Of course, Wilson's accusations tend to discount the enormity of the mess Barry left behind, and it's all but impossible to make the case that any aspect of city governance is actually worse than it was four years ago. Nonetheless, Barry's shadow lingers: both the easy charisma and the us-versus-them rhetoric he relied upon to sustain his black base of support. Watching Williams in front of an audience, one wonders if his difficulties aren't simply a matter of style. His early exit from the UDC forum, for example, was somewhat graceless: He rose abruptly and refused the moderator's request to answer one last question, inciting more opprobrium than he'd received at any other point in the evening. Afterward, his competitors turned the way the mayor "walked out on us" into the motif of the evening. (Wilson also left early, a few minutes after Williams, but he lubricated his departure with an extended explanation of how, with limited funds, his campaign was trying to reach as many people as possible and, to that end, he had three more events that evening. He exited to hearty applause.)

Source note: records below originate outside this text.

impl DetectEngine {
    /// Parses rules and builds the full engine.
    pub fn from_rules(rules: &str, cfg: &DetectConfig) -> Result<DetectEngine> {
        let (mut sigs, errors) = parse::parse_rules(rules);
        for (line, err) in &errors {
            log::error!("rule parse failure on line {}: {}", line, err);
        }
        if !errors.is_empty() && cfg.init_errors_fatal {
            bail!("{} rule(s) failed to parse", errors.len());
        }
        log::info!("loaded {} signatures ({} failed)", sigs.len(), errors.len());
        Self::build(&mut sigs, cfg)
    }

    fn build(sigs: &mut Vec<Signature>, cfg: &DetectConfig) -> Result<DetectEngine> {
        let mut classes = ClassRegistry::new();
        let mut pattern_ids: HashMap<(Vec<u8>, bool), PatternId> = HashMap::new();
        let mut next_pid: PatternId = 0;

        for (idx, sig) in sigs.iter_mut().enumerate() {
            sig.idx = idx as SigIntId;
            if let Some(name) = sig.classtype.clone() {
                let (class_id, class_prio) = classes.resolve(&name);
                sig.class_id = class_id;
                if sig.prio == 3 {
                    sig.prio = class_prio;
                }
            }
            for elem in sig.matches.iter_mut() {
                if let MatchElem::Content(c) = elem {
                    let key = (c.pattern.clone(), c.nocase);
                    let pid = *pattern_ids.entry(key).or_insert_with(|| {
                        let pid = next_pid;
                        next_pid += 1;
                        pid
                    });
                    c.pattern_id = pid;
                }
            }
            sig.pick_scan_content();
        }

        let mut builder = siggroup::SghBuilder::new(&cfg.mpm, sigs.len());

        // Dedicated groups for every explicitly used protocol (the common
        // transports always get one), plus a fallback for the rest.
        let mut protos: Vec<u8> = vec![
            crate::protocols::packet::ipv4::PROTO_TCP,
            crate::protocols::packet::ipv4::PROTO_UDP,
            crate::protocols::packet::ipv4::PROTO_ICMP,
        ];
        for sig in sigs.iter() {
            let members: Vec<u8> = sig.proto.iter().take(8).collect();
            if members.len() <= 4 {
                protos.extend(members);
            }
        }
        protos.sort_unstable();
        protos.dedup();

        let mut groups = HashMap::new();
        for proto in protos {
            let ids: Vec<SigIntId> = sigs
                .iter()
                .filter(|s| s.proto.test(proto))
                .map(|s| s.idx)
                .collect();
            if ids.is_empty() {
                continue;
            }
            groups.insert(proto, build_proto_group(&ids, sigs, &mut builder)?);
        }

        // Wildcard-protocol rules cover everything else.
        let wild: Vec<SigIntId> = sigs
            .iter()
            .filter(|s| s.proto.iter().count() > 8)
            .map(|s| s.idx)
            .collect();
        let other = if wild.is_empty() {
            None
        } else {
            Some(build_proto_group(&wild, sigs, &mut builder)?)
        };

        log::info!(
            "detection tree built: {} groups, {} scan contexts",
            builder.unique_groups(),
            builder.unique_scan_ctxs()
        );
        Ok(DetectEngine {
            sigs: std::mem::take(sigs),
            groups,
            other,
        })
    }

    pub fn sig_count(&self) -> usize {
        self.sigs.len()
    }

    /// Resolves the signature group for a decoded packet's tuple.
    fn resolve(&self, pkt: &Packet) -> Option<&Arc<SigGroupHead>> {
        let l3 = pkt.l3.as_ref()?;
        let group = self.groups.get(&l3.proto).or(self.other.as_ref())?;
        let (sp, dp) = (pkt.src_port(), pkt.dst_port());
        match (l3.src, l3.dst) {
            (IpAddr::V4(s), IpAddr::V4(d)) => group
                .v4
                .lookup(u32::from(s))?
                .lookup(u32::from(d))?
                .lookup(sp)?
                .lookup(dp),
            (IpAddr::V6(s), IpAddr::V6(d)) => group
                .v6
                .lookup(u128::from(s))?
                .lookup(u128::from(d))?
                .lookup(sp)?
                .lookup(dp),
            _ => None,
        }
    }

    /// Runs detection on one packet, appending fired alerts in ascending
    /// internal signature order. Returns the number of alerts.
    pub fn match_packet(&self, pkt: &mut Packet, ctx: &mut DetectThreadCtx) -> usize {
        let Some(sgh) = self.resolve(pkt) else {
            return 0;
        };

        // Advance app-layer state and snapshot what predicates read.
        let (http_req, tls_version) = match &pkt.flow {
            Some(flow) => {
                let mut state = flow.state.lock().unwrap();
                for msg in &pkt.stream_msgs {
                    update_flow(&mut state, msg);
                }
                (
                    state.http.as_ref().and_then(|h| h.last_request().cloned()),
                    state.tls.as_ref().and_then(|t| t.effective_version()),
                )
            }
            None => (None, None),
        };

        // Gather inspectable buffers with their stream provenance.
        let mut bufs: Vec<(&[u8], bool)> = Vec::new();
        if !pkt.flags.contains(PacketFlags::StreamOnly) && !pkt.payload().is_empty() {
            bufs.push((pkt.payload(), false));
        }
        if !pkt.flags.contains(PacketFlags::NoStream) {
            for msg in &pkt.stream_msgs {
                if msg.dir() == pkt.direction && msg.flags & STREAM_GAP == 0 && !msg.data.is_empty()
                {
                    bufs.push((&msg.data, true));
                }
            }
        }

        ctx.pmq.reset();
        ctx.pmq_search.reset();
        if let Some(scan) = &sgh.scan_mpm {
            for (buf, _) in &bufs {
                scan.scan(buf, &mut ctx.pmq);
            }
        }
        if let Some(search) = &sgh.search_mpm {
            for (buf, _) in &bufs {
                search.scan(buf, &mut ctx.pmq_search);
            }
        }

        let mut fired: Vec<Alert> = Vec::new();
        for &sid in &sgh.match_array {
            let sig = &self.sigs[sid as usize];

            // First-pass gate: the scan pattern must have matched.
            if let Some(c) = sig.scan_pattern() {
                if !ctx.pmq.hit(c.pattern_id) {
                    continue;
                }
            }
            // Second gate: every other payload pattern must appear in at
            // least one inspected buffer.
            if !self.search_gate(sig, &ctx.pmq_search) {
                continue;
            }

            if let Some(offset) =
                self.eval_sig(sig, &bufs, http_req.as_ref(), tls_version, pkt)
            {
                if sig.action == SigAction::Pass {
                    // A pass rule exempts the packet from the rest of the set.
                    break;
                }
                fired.push(Alert {
                    gid: sig.gid,
                    sid: sig.sid,
                    rev: sig.rev,
                    class: sig.class_id,
                    prio: sig.prio,
                    msg: sig.msg.clone(),
                    match_offset: offset,
                    action: sig.action.packet_action(),
                });
            }
        }
        let n = fired.len();
        for alert in fired {
            pkt.action |= alert.action;
            pkt.alerts.push(alert);
        }
        n
    }

    /// Checks that each non-scan payload content of `sig` matched somewhere
    /// during the search pass. A pattern absent from every buffer cannot be
    /// confirmed, so the signature is pruned early.
    fn search_gate(&self, sig: &Signature, pmq_search: &Pmq) -> bool {
        for (i, elem) in sig.matches.iter().enumerate() {
            if Some(i) == sig.scan_content {
                continue;
            }
            if let MatchElem::Content(c) = elem {
                if c.buffer == BufferKind::Payload && !pmq_search.hit(c.pattern_id) {
                    return false;
                }
            }
        }
        true
    }

    /// Confirms a candidate signature against the inspectable buffers.
    /// Returns the first payload match offset on success.
    fn eval_sig(
        &self,
        sig: &Signature,
        bufs: &[(&[u8], bool)],
        http: Option<&HttpRequest>,
        tls: Option<u16>,
        pkt: &Packet,
    ) -> Option<usize> {
        // Stream scoping requested by the signature itself.
        let (mut only_stream, mut no_stream) = (false, false);
        for elem in &sig.matches {
            if let MatchElem::Flow(f) = elem {
                only_stream |= f.only_stream;
                no_stream |= f.no_stream;
            }
        }

        let needs_payload = sig.matches.iter().any(|m| match m {
            MatchElem::Content(c) => c.buffer == BufferKind::Payload,
            MatchElem::Pcre(p) => !p.uri,
            _ => false,
        });

        let empty: &[u8] = &[];
        let candidates: Vec<&[u8]> = if needs_payload {
            bufs.iter()
                .filter(|(_, is_stream)| {
                    (!only_stream || *is_stream) && (!no_stream || !*is_stream)
                })
                .map(|(b, _)| *b)
                .collect()
        } else {
            vec![empty]
        };

        for buf in candidates {
            if let Some(state) =
                self.eval_elems(&sig.matches, buf, http, tls, pkt, EvalPos::default())
            {
                return Some(state.first_off.unwrap_or(0));
            }
        }
        None
    }

    /// Recursive match-list evaluation with backtracking over content
    /// occurrences; a failed within/distance chain fails atomically.
    fn eval_elems(
        &self,
        elems: &[MatchElem],
        buf: &[u8],
        http: Option<&HttpRequest>,
        tls: Option<u16>,
        pkt: &Packet,
        state: EvalPos,
    ) -> Option<EvalPos> {
        let Some(elem) = elems.first() else {
            return Some(state);
        };
        let rest = &elems[1..];
        match elem {
            MatchElem::Content(c) => {
                let hay: &[u8] = match c.buffer {
                    BufferKind::Payload => buf,
                    BufferKind::HttpUri => http?.uri.as_bytes(),
                    BufferKind::HttpRawHeader => &http?.raw_headers,
                };
                for start in content_occurrences(c, hay, state.pos_of(c.buffer)) {
                    let mut next = state;
                    next.set_pos(c.buffer, start + c.pattern.len());
                    if next.first_off.is_none() && c.buffer == BufferKind::Payload {
                        next.first_off = Some(start);
                    }
                    if let Some(done) = self.eval_elems(rest, buf, http, tls, pkt, next) {
                        return Some(done);
                    }
                }
                None
            }
            MatchElem::Pcre(p) => {
                let hay: &[u8] = if p.uri { http?.uri.as_bytes() } else { buf };
                let from = if p.relative {
                    state
                        .pos_of(if p.uri {
                            BufferKind::HttpUri
                        } else {
                            BufferKind::Payload
                        })
                        .unwrap_or(0)
                } else {
                    0
                };
                if from > hay.len() {
                    return None;
                }
                let m = p.re.find(&hay[from..])?;
                let mut next = state;
                next.set_pos(
                    if p.uri {
                        BufferKind::HttpUri
                    } else {
                        BufferKind::Payload
                    },
                    from + m.end(),
                );
                self.eval_elems(rest, buf, http, tls, pkt, next)
            }
            MatchElem::Flow(f) => {
                if f.established && !pkt.flags.contains(PacketFlags::Established) {
                    return None;
                }
                if f.to_server && !pkt.direction.is_to_server() {
                    return None;
                }
                if f.to_client && pkt.direction.is_to_server() {
                    return None;
                }
                self.eval_elems(rest, buf, http, tls, pkt, state)
            }
            MatchElem::IpProto(ipp) => {
                let proto = pkt.ip_proto()?;
                if !ipp.matches(proto) {
                    return None;
                }
                self.eval_elems(rest, buf, http, tls, pkt, state)
            }
            MatchElem::TlsVersion(v) => {
                if tls != Some(*v) {
                    return None;
                }
                self.eval_elems(rest, buf, http, tls, pkt, state)
            }
        }
    }
}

Despite everything, Williams still enjoys a comfortable lead in the primary race. Last week a Washington Post poll gave him 44 percent of the prospective vote, while Wilson, his nearest challenger, got only 10 percent. Williams' job approval rating was 59 percent, down only 2 percent from May. And Washington voters have of course been known to be rather forgiving in the past. (Also, for what it's worth, both Clark and Moore have overcome past stumbles: In Clark's case, it was hitting a Barry aide with a metal chair; in Moore's, it was biting a tow-truck driver.)
In some ways, the nature of Williams' petition stumble has protected him. Before he was dropped from the ballot, as Hal Wolman, director of George Washington University's Institute of Public Policy, points out, "Everyone else was driven out of the water by Williams' overwhelming superiority in vote-getting" -- by the perception that he was a shoo-in. The timing of the scandal ensured that anyone who jumped into the race afterward would also have to run as a write-in and open themselves, as Wilson has, to charges of blatant opportunism.

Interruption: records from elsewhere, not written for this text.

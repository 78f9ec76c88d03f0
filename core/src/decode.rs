//! Decode stage.
//!
//! Parses link, network, and transport headers into the packet's metadata,
//! validates checksums, and flags anomalies as packet events. Decode
//! failures are never fatal: a malformed packet keeps moving with its event
//! flags set so anomaly rules and counters can see it.
//!
//! Tunnelled payloads (IP-in-IP, GRE) are reported back to the pipeline,
//! which allocates a pooled inner packet processed ahead of its wrapper.

use crate::packet::{
    Datalink, IcmpMeta, IpMeta, Packet, TcpMeta, Transport, UdpMeta, EVENT_ICMP_TRUNC,
    EVENT_IPV4_BAD_CSUM, EVENT_IPV4_TRUNC, EVENT_IPV6_TRUNC, EVENT_PKT_TOO_SMALL,
    EVENT_TCP_BAD_CSUM, EVENT_TCP_TRUNC, EVENT_TUNNEL_DEPTH, EVENT_UDP_BAD_CSUM, EVENT_UDP_TRUNC,
};
use crate::protocols::packet::ethernet::{Ethernet, ETHERTYPE_IPV4, ETHERTYPE_IPV6};
use crate::protocols::packet::icmp::Icmp;
use crate::protocols::packet::ipv4::{Ipv4, PROTO_GRE, PROTO_ICMP, PROTO_IPIP, PROTO_TCP, PROTO_UDP};
use crate::protocols::packet::ipv6::Ipv6;
use crate::protocols::packet::ppp::{Ppp, PPP_PROTO_IPV4, PPP_PROTO_IPV6};
use crate::protocols::packet::sll::LinuxSll;
use crate::protocols::packet::{pseudo_header_v4, pseudo_header_v6};
use crate::protocols::packet::tcp::Tcp;
use crate::protocols::packet::udp::Udp;

use std::net::IpAddr;

/// Nested tunnels deeper than this are decoded no further.
const MAX_TUNNEL_DEPTH: u8 = 2;

/// An encapsulated frame discovered inside the current packet.
#[derive(Debug, Clone, PartialEq, Eq)]
pub struct InnerFrame {
    /// Offset of the inner frame within the outer packet's bytes.
    pub offset: usize,
    pub datalink: Datalink,
}

/// Decodes `pkt` in place. Returns a discovered tunnel inner frame, if any.
pub fn decode(pkt: &mut Packet) -> Option<InnerFrame> {
    let ip_offset = match pkt.datalink {
        Datalink::Ethernet => match Ethernet::parse(&pkt.data) {
            Ok(eth) => match eth.ether_type() {
                ETHERTYPE_IPV4 | ETHERTYPE_IPV6 => eth.header_len(),
                _ => return None,
            },
            Err(_) => {
                pkt.set_event(EVENT_PKT_TOO_SMALL);
                return None;
            }
        },
        Datalink::LinuxSll => match LinuxSll::parse(&pkt.data) {
            Ok(sll) => match sll.protocol() {
                ETHERTYPE_IPV4 | ETHERTYPE_IPV6 => sll.header_len(),
                _ => return None,
            },
            Err(_) => {
                pkt.set_event(EVENT_PKT_TOO_SMALL);
                return None;
            }
        },
        Datalink::Ppp => match Ppp::parse(&pkt.data) {
            Ok(ppp) => match ppp.protocol() {
                PPP_PROTO_IPV4 | PPP_PROTO_IPV6 => ppp.header_len(),
                _ => return None,
            },
            Err(_) => {
                pkt.set_event(EVENT_PKT_TOO_SMALL);
                return None;
            }
        },
        Datalink::Raw => 0,
    };

    if pkt.data.len() <= ip_offset {
        pkt.set_event(EVENT_PKT_TOO_SMALL);
        return None;
    }
    decode_ip(pkt, ip_offset)
}

fn decode_ip(pkt: &mut Packet, offset: usize) -> Option<InnerFrame> {
    match pkt.data.get(offset).map(|b| b >> 4) {
        Some(4) => decode_ipv4(pkt, offset),
        Some(6) => decode_ipv6(pkt, offset),
        _ => {
            pkt.set_event(EVENT_IPV4_TRUNC);
            None
        }
    }
}

fn decode_ipv4(pkt: &mut Packet, offset: usize) -> Option<InnerFrame> {
    let (meta, proto, bad_csum) = match Ipv4::parse(&pkt.data[offset..]) {
        Ok(ip) => {
            let bad_csum = !ip.checksum_valid();
            (
                IpMeta {
                    src: IpAddr::V4(ip.src_addr()),
                    dst: IpAddr::V4(ip.dst_addr()),
                    proto: ip.protocol(),
                    version: 4,
                    hdr_offset: offset,
                    hdr_len: ip.header_len(),
                    payload_len: ip.payload_len(),
                },
                ip.protocol(),
                bad_csum,
            )
        }
        Err(_) => {
            pkt.set_event(EVENT_IPV4_TRUNC);
            return None;
        }
    };
    if bad_csum {
        pkt.set_event(EVENT_IPV4_BAD_CSUM);
    }
    let l4_offset = offset + meta.hdr_len;
    let l4_len = meta.payload_len;
    pkt.l3 = Some(meta);
    decode_transport(pkt, proto, l4_offset, l4_len)
}

fn decode_ipv6(pkt: &mut Packet, offset: usize) -> Option<InnerFrame> {
    let (meta, proto) = match Ipv6::parse(&pkt.data[offset..]) {
        Ok(ip) => (
            IpMeta {
                src: IpAddr::V6(ip.src_addr()),
                dst: IpAddr::V6(ip.dst_addr()),
                proto: ip.next_header(),
                version: 6,
                hdr_offset: offset,
                hdr_len: ip.header_len(),
                payload_len: ip.payload_len(),
            },
            ip.next_header(),
        ),
        Err(_) => {
            pkt.set_event(EVENT_IPV6_TRUNC);
            return None;
        }
    };
    let l4_offset = offset + meta.hdr_len;
    let l4_len = meta.payload_len;
    pkt.l3 = Some(meta);
    decode_transport(pkt, proto, l4_offset, l4_len)
}

fn decode_transport(
    pkt: &mut Packet,
    proto: u8,
    offset: usize,
    len: usize,
) -> Option<InnerFrame> {
    let end = (offset + len).min(pkt.data.len());
    match proto {
        PROTO_TCP => {
            let pseudo = l4_pseudo(pkt, proto, (end - offset) as u32);
            match Tcp::parse(&pkt.data[offset..end]) {
                Ok(tcp) => {
                    let bad_csum = !tcp.checksum_valid(pseudo);
                    let hdr_len = tcp.header_len();
                    pkt.transport = Some(Transport::Tcp(TcpMeta {
                        sport: tcp.src_port(),
                        dport: tcp.dst_port(),
                        seq: tcp.seq_no(),
                        ack: tcp.ack_no(),
                        flags: tcp.flags(),
                        window: tcp.window(),
                        wscale: tcp.wscale(),
                        payload_offset: offset + hdr_len,
                        payload_len: end - offset - hdr_len,
                    }));
                    if bad_csum {
                        pkt.set_event(EVENT_TCP_BAD_CSUM);
                    }
                }
                Err(_) => pkt.set_event(EVENT_TCP_TRUNC),
            }
            None
        }
        PROTO_UDP => {
            let pseudo = l4_pseudo(pkt, proto, (end - offset) as u32);
            match Udp::parse(&pkt.data[offset..end]) {
                Ok(udp) => {
                    let bad_csum = !udp.checksum_valid(pseudo);
                    let dgram_len = (udp.length() as usize).min(end - offset);
                    pkt.transport = Some(Transport::Udp(UdpMeta {
                        sport: udp.src_port(),
                        dport: udp.dst_port(),
                        payload_offset: offset + udp.header_len(),
                        payload_len: dgram_len.saturating_sub(udp.header_len()),
                    }));
                    if bad_csum {
                        pkt.set_event(EVENT_UDP_BAD_CSUM);
                    }
                }
                Err(_) => pkt.set_event(EVENT_UDP_TRUNC),
            }
            None
        }
        PROTO_ICMP => {
            match Icmp::parse(&pkt.data[offset..end]) {
                Ok(icmp) => {
                    pkt.transport = Some(Transport::Icmp(IcmpMeta {
                        itype: icmp.icmp_type(),
                        icode: icmp.icmp_code(),
                    }));
                }
                Err(_) => pkt.set_event(EVENT_ICMP_TRUNC),
            }
            None
        }
        PROTO_IPIP => tunnel_inner(pkt, offset),
        PROTO_GRE => {
            let inner_off = gre_payload_offset(&pkt.data[offset..end])?;
            tunnel_inner(pkt, offset + inner_off)
        }
        _ => None,
    }
}

fn tunnel_inner(pkt: &mut Packet, offset: usize) -> Option<InnerFrame> {
    if pkt.recursion_level >= MAX_TUNNEL_DEPTH {
        pkt.set_event(EVENT_TUNNEL_DEPTH);
        return None;
    }
    if offset >= pkt.data.len() {
        pkt.set_event(EVENT_PKT_TOO_SMALL);
        return None;
    }
    Some(InnerFrame {
        offset,
        datalink: Datalink::Raw,
    })
}

/// Offset of the encapsulated payload within a GRE v0 header, or `None`
/// when the header is malformed or a version we do not decode.
fn gre_payload_offset(data: &[u8]) -> Option<usize> {
    if data.len() < 4 {
        return None;
    }
    let flags = data[0];
    if data[1] & 0x07 != 0 {
        // version != 0
        return None;
    }
    let proto = u16::from_be_bytes([data[2], data[3]]);
    if proto != ETHERTYPE_IPV4 && proto != ETHERTYPE_IPV6 {
        return None;
    }
    if flags & 0x40 != 0 {
        // source-routed GRE is not decoded
        return None;
    }
    let mut off = 4;
    if flags & 0x80 != 0 {
        off += 4; // checksum + reserved
    }
    if flags & 0x20 != 0 {
        off += 4; // key
    }
    if flags & 0x10 != 0 {
        off += 4; // sequence
    }
    if off > data.len() {
        return None;
    }
    Some(off)
}

fn l4_pseudo(pkt: &Packet, proto: u8, l4_len: u32) -> u32 {
    match &pkt.l3 {
        Some(l3) => match (l3.src, l3.dst) {
            (IpAddr::V4(s), IpAddr::V4(d)) => {
                pseudo_header_v4(s.octets(), d.octets(), proto, l4_len as u16)
            }
            (IpAddr::V6(s), IpAddr::V6(d)) => {
                pseudo_header_v6(s.octets(), d.octets(), proto, l4_len)
            }
            _ => 0,
        },
        None => 0,
    }
}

The morning after the UDC forum, the candidates were at GWU for a similar event. This one was broadcast live on local radio station WTOP and punctuated every 10 minutes by the latest report from the station's traffic correspondent. At one point, somewhere between when Clark advocated painting the White House black and when Thorpe announced that he had predicted not only September 11 but the shooting of Ronald Reagan (though he was, he admitted, one day off), Williams put into words his bewilderment and frustration: "Sometimes I feel like I'm a radio astronomer reaching out to some sort of reality." His primary campaign has indeed taken him into uncharted territory, but chances are the signals he's sending out will bring back signs of life.